You’d think my brother would face a similar fate in a situation such as this.

However, the summer before my brother’s senior year he borrowed my car (he was too lazy to unhook the family mini van from the boat trailer) and 20 minutes later called from the highway. Nicole’s Neon met the rear end of an F-150 and the engine caught on fire.

He had the standard cuts and bruises, but this was the big time, we had a totaled car on our hands.

It was my turn to be furious. I could have cared less about my car. It’s just that my dad was laughing and joking with my brother at the accident site. I don’t even remember his punishment because he probably didn’t have one.

But, do these younger siblings appreciate any of this?

My brother once turned in an assignment half completed. His joke of a paper was returned with a big, fat, ‘A+’ next to the words “Just like big sister.”

I don’t recall a thank you. I guess by that point it was assumed that in any endeavor they would face, big sister would have already forged a path for the little brothers to ride their golden chariots on.

Again, my parents laughed. They retell this story to friends and family over dinner so everyone can enjoy it. They now know my feelings on being a martyr, and even try to hide it.

Once I began to encounter other people in my same position who shared my feelings, I began to grow stronger.

I had the courage to show my family that I’m not alone, to show them I was now a statistic.

After confronting them, Valentine’s Day cards reassured me that they didn’t buy the dog as my replacement. St. Nicholas gifts usually included a slip of paper saying, “We love our little princess.”

Suddenly, at the age of 18, I was referred to as the family ‘princess.’ But it didn’t help. It only pointed out they were trying to make up for years of neglecting me while catering to the every need of my younger brother, either that or to get me to stop ranting.

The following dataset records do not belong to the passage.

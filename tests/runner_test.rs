use std::fs;
use std::path::{Path, PathBuf};

use stencil::{
    cli::{Args, Command, OutputArgs},
    error::Error,
    runner::{resolve_module_name, run},
};
use tempfile::TempDir;
use walkdir::WalkDir;

fn shipped_templates() -> PathBuf {
    Path::new(env!("CARGO_MANIFEST_DIR")).join("templates")
}

fn gen_types_pb(out: &Path) -> Args {
    Args {
        verbose: false,
        templates: shipped_templates(),
        command: Command::GenTypesPb(OutputArgs {
            module_name: Some("example.com/user".to_string()),
            out: Some(out.to_path_buf()),
        }),
    }
}

fn files_under(root: &Path) -> Vec<PathBuf> {
    let mut files: Vec<PathBuf> = WalkDir::new(root)
        .into_iter()
        .map(|entry| entry.unwrap())
        .filter(|entry| entry.file_type().is_file())
        .map(|entry| entry.path().strip_prefix(root).unwrap().to_path_buf())
        .collect();
    files.sort();
    files
}

#[test]
fn test_module_name_flag() {
    let output = OutputArgs {
        module_name: Some("user".to_string()),
        out: None,
    };
    assert_eq!(resolve_module_name(&output, "gen-types-pb").unwrap(), "user");
}

#[test]
fn test_go_mod_in_output_wins() {
    let temp_dir = TempDir::new().unwrap();
    fs::write(
        temp_dir.path().join("go.mod"),
        "module github.com/acme/user\n\ngo 1.22\n",
    )
    .unwrap();
    let output = OutputArgs {
        module_name: Some("ignored".to_string()),
        out: Some(temp_dir.path().to_path_buf()),
    };
    assert_eq!(
        resolve_module_name(&output, "gen-types-pb").unwrap(),
        "github.com/acme/user"
    );
}

#[test]
fn test_missing_module_name() {
    let temp_dir = TempDir::new().unwrap();
    let output = OutputArgs {
        module_name: None,
        out: Some(temp_dir.path().join("fresh")),
    };
    match resolve_module_name(&output, "gen-types-pb") {
        Err(Error::ConfigError(msg)) => assert!(msg.contains("module-name")),
        other => panic!("Expected ConfigError, got {:?}", other),
    }
}

#[test]
fn test_gen_types_pb_writes_only_types_proto() {
    let temp_dir = TempDir::new().unwrap();
    let out = temp_dir.path().join("server");

    run(gen_types_pb(&out)).unwrap();

    let proto = Path::new("api").join("types").join("types.proto");
    assert_eq!(files_under(&out), vec![proto.clone()]);
    let contents = fs::read_to_string(out.join(&proto)).unwrap();
    assert!(contents.contains("option go_package = \"example.com/user/api/types;types\";"));
    assert!(!contents.contains("zhufuyi"));
}

#[test]
fn test_gen_types_pb_second_run_changes_nothing() {
    let temp_dir = TempDir::new().unwrap();
    let out = temp_dir.path().join("server");
    run(gen_types_pb(&out)).unwrap();
    let proto = out.join("api").join("types").join("types.proto");
    fs::write(&proto, "// edited by hand\n").unwrap();

    run(gen_types_pb(&out)).unwrap();

    assert_eq!(fs::read_to_string(&proto).unwrap(), "// edited by hand\n");
    assert_eq!(files_under(&out).len(), 1);
}

#[test]
fn test_unknown_preset_is_config_error() {
    let temp_dir = TempDir::new().unwrap();
    let out = temp_dir.path().join("server");
    let args = Args {
        verbose: false,
        templates: shipped_templates(),
        command: Command::Generate {
            preset: "models".to_string(),
            template: "sponge".to_string(),
            output: OutputArgs {
                module_name: Some("example.com/user".to_string()),
                out: Some(out.clone()),
            },
        },
    };

    assert!(matches!(run(args), Err(Error::ConfigError(_))));
    assert!(!out.exists());
}
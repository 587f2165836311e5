//! stencil replicates template trees for code scaffolding.
//! It selects part of a template tree, rewrites file contents with ordered
//! literal substitutions and writes the result to a fresh or caller-supplied
//! directory without clobbering earlier output.

/// Command-line interface module for the stencil application
pub mod cli;

/// Template manifest loading (template.json, template.yml, template.yaml)
pub mod config;

/// Names of the built-in template and preset
pub mod constants;

/// Generation requests and the `generate` entry point
pub mod engine;

/// Error types and handling for the stencil application
pub mod error;

/// Module name detection from go.mod
pub mod gomod;

/// Logging setup for the stencil binary
pub mod logger;

/// Destination resolution and collision checks
pub mod output;

/// Content and path rewriting of template files
pub mod processor;

/// Ordered literal substitution rules
pub mod rules;

/// Command execution behind the CLI
pub mod runner;

/// Include/exclude decisions over template paths
pub mod selection;

/// Template catalog and template handles
pub mod template;

/// Pruned traversal of template trees
pub mod walker;

/// Per-file atomic persistence of rendered files
pub mod writer;
//! Persistence of rendered files below a destination root.
//!
//! Every file goes through a temporary file in its destination directory and is
//! renamed into place, so a file is either absent or complete. Files written
//! before a failure are left on disk. Directories, the root included, are
//! created only when a file is about to land in them.

use log::debug;
use std::fs;
use std::io::Write;
use std::path::{Path, PathBuf};
use tempfile::NamedTempFile;

use crate::error::{Error, Result};
use crate::processor::RenderedFile;

/// What a successful [`persist`] wrote.
#[derive(Debug, Clone, Default)]
pub struct WriteReport {
    pub root: PathBuf,
    pub written: Vec<PathBuf>,
}

/// Writes every file of `files` below `root`, creating directories as needed.
///
/// Stops at the first error, which carries the offending path. A run that
/// completes without writing any file still leaves an empty `root` behind.
pub fn persist<P, I>(root: P, files: I) -> Result<WriteReport>
where
    P: AsRef<Path>,
    I: IntoIterator<Item = Result<RenderedFile>>,
{
    let root = root.as_ref();
    let mut report = WriteReport {
        root: root.to_path_buf(),
        written: Vec::new(),
    };
    for file in files {
        let file = file?;
        let target = file.rel_path.to_native(root);
        write_file(&target, &file)?;
        debug!("Wrote {}", target.display());
        report.written.push(target);
    }
    if report.written.is_empty() {
        create_dir_all(root)?;
    }
    Ok(report)
}

fn create_dir_all(path: &Path) -> Result<()> {
    fs::create_dir_all(path).map_err(|e| Error::io(path, e))
}

fn write_file(target: &Path, file: &RenderedFile) -> Result<()> {
    let parent = target.parent().ok_or_else(|| {
        Error::TemplateError(format!("'{}' has no parent directory", target.display()))
    })?;
    create_dir_all(parent)?;

    let mut temp = NamedTempFile::new_in(parent).map_err(|e| Error::io(parent, e))?;
    temp.write_all(&file.contents)
        .map_err(|e| Error::io(temp.path(), e))?;
    temp.as_file()
        .set_permissions(file.permissions.clone())
        .map_err(|e| Error::io(target, e))?;
    temp.persist(target).map_err(|e| Error::io(target, e.error))?;
    Ok(())
}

I heard stories of a mom making waffles for a younger brother who overslept and needed to watch Sports Center before going to school. Meanwhile, his older sister scrapped off her car in the driveway hoping that it would start.

I’d suggest it’s time for us oldest siblings to band together and start a revolution, but the parents will probably just laugh and buy the younger siblings something new and shiny.


Robinson is a senior print journalism major and a showcase editor of The Spectator.